**TASK INPUT**
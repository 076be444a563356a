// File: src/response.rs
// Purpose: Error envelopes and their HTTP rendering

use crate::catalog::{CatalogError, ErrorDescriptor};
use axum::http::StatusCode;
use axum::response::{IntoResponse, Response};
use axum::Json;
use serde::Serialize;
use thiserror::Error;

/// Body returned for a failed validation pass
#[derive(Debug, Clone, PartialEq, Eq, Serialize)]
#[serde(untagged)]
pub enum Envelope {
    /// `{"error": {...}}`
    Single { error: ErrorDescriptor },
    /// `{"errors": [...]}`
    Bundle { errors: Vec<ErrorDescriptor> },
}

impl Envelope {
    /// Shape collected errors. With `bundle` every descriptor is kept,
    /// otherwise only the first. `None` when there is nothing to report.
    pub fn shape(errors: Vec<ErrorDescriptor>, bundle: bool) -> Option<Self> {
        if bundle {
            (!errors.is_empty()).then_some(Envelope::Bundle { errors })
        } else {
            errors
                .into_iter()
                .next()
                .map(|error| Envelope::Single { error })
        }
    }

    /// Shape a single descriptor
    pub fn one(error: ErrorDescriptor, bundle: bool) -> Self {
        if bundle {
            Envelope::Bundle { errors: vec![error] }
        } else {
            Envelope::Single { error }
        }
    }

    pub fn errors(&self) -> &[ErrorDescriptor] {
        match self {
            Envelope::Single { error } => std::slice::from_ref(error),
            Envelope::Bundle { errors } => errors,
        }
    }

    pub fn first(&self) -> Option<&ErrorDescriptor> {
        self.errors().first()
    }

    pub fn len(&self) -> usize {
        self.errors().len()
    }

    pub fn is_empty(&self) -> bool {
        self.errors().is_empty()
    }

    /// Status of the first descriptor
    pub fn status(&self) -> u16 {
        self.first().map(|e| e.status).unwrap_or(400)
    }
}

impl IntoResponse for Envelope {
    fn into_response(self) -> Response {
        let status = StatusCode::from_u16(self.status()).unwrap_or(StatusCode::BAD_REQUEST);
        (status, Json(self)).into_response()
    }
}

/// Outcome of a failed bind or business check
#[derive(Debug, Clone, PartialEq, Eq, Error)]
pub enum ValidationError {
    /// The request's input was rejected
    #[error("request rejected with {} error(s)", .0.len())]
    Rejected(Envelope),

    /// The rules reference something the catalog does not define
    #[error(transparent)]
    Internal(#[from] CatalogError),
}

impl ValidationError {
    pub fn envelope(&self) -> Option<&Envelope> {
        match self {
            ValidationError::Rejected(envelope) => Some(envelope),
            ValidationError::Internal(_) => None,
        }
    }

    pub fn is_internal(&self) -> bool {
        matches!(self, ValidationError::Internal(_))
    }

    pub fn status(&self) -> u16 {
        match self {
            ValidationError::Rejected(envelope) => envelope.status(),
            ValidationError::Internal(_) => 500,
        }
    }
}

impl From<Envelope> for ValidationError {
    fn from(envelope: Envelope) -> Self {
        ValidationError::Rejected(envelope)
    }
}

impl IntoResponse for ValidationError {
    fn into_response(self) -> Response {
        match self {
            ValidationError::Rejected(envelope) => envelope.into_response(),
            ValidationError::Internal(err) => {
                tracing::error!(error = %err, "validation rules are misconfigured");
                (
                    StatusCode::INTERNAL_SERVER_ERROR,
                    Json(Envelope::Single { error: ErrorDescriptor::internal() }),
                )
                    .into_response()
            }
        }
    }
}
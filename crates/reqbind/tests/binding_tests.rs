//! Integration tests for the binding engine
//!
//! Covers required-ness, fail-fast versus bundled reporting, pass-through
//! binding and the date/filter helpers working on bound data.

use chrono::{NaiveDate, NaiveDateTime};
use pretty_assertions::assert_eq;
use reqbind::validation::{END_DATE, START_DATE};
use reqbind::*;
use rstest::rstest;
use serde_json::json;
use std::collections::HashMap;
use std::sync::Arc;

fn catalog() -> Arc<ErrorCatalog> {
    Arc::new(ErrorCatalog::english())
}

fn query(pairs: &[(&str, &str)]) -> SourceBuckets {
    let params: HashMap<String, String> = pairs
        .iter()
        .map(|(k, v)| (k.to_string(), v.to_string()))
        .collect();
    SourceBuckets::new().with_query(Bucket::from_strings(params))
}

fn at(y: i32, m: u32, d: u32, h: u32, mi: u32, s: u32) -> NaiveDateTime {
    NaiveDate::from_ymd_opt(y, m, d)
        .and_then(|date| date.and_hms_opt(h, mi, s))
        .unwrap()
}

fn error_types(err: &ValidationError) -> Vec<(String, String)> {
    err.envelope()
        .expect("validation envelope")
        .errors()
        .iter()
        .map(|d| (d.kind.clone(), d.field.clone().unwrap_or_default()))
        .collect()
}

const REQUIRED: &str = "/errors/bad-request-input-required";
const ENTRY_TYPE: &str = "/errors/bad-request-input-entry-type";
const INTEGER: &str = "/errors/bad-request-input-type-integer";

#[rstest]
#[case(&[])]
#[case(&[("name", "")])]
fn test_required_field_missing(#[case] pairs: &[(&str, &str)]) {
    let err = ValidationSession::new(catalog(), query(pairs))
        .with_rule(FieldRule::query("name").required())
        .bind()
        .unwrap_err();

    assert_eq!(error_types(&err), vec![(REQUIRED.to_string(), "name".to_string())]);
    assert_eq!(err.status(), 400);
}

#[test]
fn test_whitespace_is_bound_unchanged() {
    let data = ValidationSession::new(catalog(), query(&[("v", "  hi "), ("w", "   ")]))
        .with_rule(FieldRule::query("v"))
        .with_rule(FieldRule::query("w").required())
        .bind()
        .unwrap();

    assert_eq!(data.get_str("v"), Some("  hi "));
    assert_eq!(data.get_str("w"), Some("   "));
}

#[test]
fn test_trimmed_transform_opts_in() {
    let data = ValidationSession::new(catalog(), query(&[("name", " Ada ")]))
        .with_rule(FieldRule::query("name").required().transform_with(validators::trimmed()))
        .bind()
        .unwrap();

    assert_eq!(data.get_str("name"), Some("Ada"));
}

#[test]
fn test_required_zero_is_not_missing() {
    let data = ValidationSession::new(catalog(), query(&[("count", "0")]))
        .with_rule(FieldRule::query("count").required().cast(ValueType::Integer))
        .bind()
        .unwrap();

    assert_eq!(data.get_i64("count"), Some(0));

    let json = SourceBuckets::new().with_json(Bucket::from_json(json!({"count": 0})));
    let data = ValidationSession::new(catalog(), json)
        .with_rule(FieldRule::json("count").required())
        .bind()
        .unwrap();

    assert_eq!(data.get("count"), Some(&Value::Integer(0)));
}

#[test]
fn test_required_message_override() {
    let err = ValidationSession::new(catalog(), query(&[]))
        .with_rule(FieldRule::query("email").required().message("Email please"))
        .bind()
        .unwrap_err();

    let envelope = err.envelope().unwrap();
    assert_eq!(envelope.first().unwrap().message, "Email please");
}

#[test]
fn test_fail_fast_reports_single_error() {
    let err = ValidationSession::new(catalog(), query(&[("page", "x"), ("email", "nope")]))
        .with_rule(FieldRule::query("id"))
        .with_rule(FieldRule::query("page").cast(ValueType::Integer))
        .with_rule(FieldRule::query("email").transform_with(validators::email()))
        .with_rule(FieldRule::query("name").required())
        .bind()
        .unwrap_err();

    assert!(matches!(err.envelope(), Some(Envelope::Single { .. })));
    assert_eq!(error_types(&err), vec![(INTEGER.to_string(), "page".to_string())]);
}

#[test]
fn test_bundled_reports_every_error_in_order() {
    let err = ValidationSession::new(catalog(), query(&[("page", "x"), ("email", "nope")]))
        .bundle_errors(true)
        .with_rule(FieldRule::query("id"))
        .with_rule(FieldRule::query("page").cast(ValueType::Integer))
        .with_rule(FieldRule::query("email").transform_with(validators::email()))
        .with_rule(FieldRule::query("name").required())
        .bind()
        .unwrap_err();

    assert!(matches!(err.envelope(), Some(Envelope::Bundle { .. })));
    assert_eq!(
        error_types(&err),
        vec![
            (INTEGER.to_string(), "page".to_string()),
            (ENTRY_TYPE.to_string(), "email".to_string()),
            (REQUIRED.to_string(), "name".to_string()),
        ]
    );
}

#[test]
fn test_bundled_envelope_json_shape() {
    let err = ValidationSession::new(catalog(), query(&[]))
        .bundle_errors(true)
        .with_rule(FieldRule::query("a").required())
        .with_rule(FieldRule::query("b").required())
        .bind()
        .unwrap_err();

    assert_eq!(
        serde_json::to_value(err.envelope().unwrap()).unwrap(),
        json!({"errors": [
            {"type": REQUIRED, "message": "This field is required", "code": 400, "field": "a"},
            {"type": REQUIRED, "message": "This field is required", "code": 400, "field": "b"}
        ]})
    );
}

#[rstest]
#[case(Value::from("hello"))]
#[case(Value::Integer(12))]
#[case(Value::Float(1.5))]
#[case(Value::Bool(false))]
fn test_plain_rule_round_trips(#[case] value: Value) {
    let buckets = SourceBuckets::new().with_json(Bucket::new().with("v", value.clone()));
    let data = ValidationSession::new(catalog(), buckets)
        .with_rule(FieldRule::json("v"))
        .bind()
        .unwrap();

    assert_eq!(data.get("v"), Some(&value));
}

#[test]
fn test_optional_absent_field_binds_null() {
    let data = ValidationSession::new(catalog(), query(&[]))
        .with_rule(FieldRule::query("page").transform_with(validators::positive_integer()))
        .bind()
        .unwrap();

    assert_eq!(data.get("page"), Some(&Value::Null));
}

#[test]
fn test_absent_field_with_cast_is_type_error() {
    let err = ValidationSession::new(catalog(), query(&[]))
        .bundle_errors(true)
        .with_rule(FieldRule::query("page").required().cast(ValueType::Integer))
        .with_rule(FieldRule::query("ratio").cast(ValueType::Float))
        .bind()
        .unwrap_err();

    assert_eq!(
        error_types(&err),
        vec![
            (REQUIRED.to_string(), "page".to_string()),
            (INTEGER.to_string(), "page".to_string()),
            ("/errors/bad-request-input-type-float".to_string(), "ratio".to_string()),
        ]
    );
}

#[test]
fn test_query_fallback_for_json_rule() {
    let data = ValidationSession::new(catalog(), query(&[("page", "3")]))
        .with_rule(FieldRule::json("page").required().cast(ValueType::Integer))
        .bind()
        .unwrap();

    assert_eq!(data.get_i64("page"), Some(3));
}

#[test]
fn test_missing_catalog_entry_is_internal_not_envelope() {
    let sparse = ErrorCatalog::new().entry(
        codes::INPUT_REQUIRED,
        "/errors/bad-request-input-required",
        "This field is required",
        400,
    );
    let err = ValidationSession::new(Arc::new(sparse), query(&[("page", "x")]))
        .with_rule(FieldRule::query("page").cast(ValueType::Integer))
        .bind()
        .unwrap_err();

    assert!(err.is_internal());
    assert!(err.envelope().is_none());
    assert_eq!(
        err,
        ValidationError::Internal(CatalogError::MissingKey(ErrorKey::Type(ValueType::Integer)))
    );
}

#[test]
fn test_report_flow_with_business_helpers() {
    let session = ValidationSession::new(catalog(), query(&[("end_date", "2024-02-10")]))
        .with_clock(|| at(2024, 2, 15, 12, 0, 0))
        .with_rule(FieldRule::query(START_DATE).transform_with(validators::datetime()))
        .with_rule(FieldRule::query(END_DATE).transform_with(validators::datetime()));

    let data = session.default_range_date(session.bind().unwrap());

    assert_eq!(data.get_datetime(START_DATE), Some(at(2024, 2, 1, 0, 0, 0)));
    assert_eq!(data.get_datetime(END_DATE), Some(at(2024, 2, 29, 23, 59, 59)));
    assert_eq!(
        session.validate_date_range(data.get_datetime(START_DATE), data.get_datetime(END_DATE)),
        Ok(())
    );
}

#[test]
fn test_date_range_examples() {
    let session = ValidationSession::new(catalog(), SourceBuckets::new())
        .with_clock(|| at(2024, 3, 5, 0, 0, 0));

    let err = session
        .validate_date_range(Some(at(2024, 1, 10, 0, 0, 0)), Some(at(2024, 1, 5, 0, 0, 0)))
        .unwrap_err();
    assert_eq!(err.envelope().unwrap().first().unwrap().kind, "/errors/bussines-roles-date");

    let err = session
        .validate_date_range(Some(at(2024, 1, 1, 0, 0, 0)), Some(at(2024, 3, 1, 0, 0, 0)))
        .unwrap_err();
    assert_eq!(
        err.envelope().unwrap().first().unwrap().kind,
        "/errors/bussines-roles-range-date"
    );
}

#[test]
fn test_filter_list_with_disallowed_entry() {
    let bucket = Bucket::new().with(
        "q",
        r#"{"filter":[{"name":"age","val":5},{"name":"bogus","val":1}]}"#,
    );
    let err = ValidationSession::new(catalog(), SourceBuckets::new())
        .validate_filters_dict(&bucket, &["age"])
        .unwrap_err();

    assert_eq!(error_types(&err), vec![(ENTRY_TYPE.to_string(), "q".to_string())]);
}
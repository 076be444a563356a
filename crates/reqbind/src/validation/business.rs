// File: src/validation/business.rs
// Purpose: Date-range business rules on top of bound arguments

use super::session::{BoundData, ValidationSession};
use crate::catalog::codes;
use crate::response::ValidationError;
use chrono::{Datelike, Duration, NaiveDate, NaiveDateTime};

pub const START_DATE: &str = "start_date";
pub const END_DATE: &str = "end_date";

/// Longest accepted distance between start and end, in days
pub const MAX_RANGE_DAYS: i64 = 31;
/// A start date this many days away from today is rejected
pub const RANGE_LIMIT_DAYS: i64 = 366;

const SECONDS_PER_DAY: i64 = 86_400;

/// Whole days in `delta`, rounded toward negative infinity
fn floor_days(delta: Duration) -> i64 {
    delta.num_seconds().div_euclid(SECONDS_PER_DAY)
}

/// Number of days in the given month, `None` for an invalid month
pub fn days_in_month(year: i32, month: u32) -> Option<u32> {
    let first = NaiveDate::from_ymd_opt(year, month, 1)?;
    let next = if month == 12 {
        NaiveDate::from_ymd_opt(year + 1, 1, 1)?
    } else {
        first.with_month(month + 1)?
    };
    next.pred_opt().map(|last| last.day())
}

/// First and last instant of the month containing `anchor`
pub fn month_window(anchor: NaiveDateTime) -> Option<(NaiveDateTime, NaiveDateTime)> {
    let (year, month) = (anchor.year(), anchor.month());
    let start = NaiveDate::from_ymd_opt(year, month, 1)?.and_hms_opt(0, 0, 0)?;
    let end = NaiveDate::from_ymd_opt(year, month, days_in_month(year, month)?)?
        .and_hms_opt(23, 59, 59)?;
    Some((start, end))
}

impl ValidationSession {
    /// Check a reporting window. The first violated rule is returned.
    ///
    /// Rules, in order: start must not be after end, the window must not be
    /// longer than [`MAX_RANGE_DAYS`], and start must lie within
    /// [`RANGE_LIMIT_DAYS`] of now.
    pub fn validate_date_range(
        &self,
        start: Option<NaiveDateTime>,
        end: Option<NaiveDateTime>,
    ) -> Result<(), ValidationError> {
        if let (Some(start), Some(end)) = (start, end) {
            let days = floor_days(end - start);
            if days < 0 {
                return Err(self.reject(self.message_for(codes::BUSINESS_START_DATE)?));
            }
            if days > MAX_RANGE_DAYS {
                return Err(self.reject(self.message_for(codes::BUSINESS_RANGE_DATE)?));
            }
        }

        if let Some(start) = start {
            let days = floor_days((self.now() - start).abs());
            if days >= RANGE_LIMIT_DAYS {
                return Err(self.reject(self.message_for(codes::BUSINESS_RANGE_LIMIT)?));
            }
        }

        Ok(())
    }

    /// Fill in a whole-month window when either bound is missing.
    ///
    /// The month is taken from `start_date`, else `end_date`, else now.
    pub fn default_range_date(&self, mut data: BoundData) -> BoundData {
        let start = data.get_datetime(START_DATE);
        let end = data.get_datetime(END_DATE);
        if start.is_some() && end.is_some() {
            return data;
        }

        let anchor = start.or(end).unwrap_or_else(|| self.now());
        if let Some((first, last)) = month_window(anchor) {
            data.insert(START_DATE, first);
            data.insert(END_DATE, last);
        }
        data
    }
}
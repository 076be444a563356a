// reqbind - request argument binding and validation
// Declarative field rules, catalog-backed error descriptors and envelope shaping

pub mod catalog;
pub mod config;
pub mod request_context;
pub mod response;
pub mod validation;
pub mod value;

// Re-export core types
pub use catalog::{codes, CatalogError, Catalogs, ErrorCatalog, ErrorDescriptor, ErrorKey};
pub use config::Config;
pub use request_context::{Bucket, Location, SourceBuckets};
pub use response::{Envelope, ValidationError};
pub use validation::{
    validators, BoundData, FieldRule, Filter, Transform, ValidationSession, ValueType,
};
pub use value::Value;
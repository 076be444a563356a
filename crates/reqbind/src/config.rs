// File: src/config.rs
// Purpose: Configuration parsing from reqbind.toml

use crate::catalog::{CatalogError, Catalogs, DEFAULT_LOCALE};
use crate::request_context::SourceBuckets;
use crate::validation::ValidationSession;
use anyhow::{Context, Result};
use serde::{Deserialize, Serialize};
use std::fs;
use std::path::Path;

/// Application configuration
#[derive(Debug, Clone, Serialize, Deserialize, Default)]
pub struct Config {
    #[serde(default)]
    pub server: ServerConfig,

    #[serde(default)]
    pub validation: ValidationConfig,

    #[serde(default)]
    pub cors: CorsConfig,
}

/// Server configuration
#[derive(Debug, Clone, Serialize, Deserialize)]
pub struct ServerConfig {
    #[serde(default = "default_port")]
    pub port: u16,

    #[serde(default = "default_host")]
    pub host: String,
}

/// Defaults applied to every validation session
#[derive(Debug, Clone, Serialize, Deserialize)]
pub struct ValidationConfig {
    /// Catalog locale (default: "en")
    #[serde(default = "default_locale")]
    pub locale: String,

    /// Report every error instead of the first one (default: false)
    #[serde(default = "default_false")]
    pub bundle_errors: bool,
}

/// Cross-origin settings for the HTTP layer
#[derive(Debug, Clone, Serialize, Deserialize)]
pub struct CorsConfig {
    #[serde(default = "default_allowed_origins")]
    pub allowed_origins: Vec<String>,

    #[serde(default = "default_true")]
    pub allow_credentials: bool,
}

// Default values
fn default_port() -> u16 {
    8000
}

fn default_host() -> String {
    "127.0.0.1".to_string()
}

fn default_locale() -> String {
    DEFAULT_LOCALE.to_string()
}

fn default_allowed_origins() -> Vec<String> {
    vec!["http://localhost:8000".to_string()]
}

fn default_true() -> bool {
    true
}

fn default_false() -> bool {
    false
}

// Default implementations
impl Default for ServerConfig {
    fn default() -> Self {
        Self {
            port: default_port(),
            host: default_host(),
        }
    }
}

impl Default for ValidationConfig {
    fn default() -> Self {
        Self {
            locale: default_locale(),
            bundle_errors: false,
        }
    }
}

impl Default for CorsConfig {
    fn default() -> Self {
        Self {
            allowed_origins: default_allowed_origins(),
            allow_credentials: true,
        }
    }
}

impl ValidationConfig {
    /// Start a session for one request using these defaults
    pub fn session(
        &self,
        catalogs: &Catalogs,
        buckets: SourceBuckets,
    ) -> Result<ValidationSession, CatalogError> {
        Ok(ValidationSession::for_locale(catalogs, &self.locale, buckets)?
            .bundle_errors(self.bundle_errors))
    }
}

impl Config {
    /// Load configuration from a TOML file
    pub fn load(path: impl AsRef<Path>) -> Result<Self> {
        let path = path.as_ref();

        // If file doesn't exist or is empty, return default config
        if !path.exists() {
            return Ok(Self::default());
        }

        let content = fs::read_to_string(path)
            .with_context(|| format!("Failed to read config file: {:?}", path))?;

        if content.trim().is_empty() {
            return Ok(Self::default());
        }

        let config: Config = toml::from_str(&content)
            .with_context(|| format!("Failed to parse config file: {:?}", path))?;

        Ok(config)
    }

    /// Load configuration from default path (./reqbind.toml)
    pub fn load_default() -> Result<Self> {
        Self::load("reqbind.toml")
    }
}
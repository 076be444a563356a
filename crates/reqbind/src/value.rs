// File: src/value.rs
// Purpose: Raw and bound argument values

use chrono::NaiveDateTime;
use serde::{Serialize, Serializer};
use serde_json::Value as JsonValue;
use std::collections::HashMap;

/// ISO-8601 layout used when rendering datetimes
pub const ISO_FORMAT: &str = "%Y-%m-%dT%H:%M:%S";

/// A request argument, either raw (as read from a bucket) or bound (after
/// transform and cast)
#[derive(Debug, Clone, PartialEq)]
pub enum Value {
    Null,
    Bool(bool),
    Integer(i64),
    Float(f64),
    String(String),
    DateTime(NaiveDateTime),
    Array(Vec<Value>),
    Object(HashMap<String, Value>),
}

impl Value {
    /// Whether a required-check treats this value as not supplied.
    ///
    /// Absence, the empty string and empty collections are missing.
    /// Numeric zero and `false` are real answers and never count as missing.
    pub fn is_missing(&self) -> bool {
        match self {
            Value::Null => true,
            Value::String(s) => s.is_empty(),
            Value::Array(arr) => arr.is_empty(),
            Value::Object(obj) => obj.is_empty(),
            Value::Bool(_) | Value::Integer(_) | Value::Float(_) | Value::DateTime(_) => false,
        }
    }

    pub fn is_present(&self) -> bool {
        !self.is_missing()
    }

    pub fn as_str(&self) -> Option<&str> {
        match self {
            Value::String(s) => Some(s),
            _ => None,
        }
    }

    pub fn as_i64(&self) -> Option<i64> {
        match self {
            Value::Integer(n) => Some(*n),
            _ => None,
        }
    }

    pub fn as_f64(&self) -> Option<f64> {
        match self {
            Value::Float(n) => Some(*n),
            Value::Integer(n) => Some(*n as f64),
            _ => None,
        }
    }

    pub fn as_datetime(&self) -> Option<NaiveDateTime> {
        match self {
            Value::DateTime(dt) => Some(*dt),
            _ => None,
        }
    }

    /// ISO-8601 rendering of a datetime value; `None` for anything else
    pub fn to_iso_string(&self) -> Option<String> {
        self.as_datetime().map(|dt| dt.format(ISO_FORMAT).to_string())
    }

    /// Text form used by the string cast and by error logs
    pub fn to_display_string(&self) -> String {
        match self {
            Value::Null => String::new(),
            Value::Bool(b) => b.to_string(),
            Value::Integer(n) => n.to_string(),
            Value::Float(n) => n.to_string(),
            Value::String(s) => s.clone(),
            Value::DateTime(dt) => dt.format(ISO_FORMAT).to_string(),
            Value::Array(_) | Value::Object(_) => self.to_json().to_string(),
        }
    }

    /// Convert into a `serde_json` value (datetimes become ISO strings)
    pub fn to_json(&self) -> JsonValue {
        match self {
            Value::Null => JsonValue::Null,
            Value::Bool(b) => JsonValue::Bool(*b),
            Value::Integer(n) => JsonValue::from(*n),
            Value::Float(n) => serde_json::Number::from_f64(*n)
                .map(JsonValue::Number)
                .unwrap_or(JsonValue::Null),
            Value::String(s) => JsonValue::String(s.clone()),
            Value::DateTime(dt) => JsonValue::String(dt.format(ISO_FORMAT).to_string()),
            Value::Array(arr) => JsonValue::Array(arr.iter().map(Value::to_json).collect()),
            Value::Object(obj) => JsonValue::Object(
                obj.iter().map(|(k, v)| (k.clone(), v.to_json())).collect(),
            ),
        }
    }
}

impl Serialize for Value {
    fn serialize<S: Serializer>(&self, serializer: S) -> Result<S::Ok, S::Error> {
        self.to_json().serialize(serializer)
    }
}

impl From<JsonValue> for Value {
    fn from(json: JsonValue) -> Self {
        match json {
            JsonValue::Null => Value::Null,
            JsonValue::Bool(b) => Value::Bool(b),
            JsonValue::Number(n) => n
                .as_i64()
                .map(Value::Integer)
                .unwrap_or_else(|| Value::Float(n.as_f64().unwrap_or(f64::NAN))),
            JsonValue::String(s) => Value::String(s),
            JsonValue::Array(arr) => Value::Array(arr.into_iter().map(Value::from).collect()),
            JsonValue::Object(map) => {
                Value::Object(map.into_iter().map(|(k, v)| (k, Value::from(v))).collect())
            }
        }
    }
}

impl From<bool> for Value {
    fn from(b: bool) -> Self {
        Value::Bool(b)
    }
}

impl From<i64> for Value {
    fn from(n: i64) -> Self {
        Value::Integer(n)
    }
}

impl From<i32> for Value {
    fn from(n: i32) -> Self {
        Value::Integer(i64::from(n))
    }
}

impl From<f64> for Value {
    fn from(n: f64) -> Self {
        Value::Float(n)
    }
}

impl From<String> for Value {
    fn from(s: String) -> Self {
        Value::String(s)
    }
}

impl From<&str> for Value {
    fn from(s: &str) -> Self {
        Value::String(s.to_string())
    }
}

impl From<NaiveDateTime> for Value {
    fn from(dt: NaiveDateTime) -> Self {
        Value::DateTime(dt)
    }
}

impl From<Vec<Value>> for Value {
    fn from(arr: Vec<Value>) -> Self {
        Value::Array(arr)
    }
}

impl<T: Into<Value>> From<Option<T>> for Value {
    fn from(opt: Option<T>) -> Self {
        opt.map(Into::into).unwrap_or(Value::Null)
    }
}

**DIRECTIONS FOR THIS TASK**
All lines above in which the word "Debug" occurs should be identified and copied.

**WRITTEN ANSWER**
#[derive(Debug, Clone, PartialEq, Eq, Serialize)]
#[derive(Debug, Clone, PartialEq, Eq, Error)]
#[derive(Debug, Clone, Serialize, Deserialize, Default)]
#[derive(Debug, Clone, Serialize, Deserialize)]
#[derive(Debug, Clone, Serialize, Deserialize)]
#[derive(Debug, Clone, Serialize, Deserialize)]
#[derive(Debug, Clone, PartialEq)]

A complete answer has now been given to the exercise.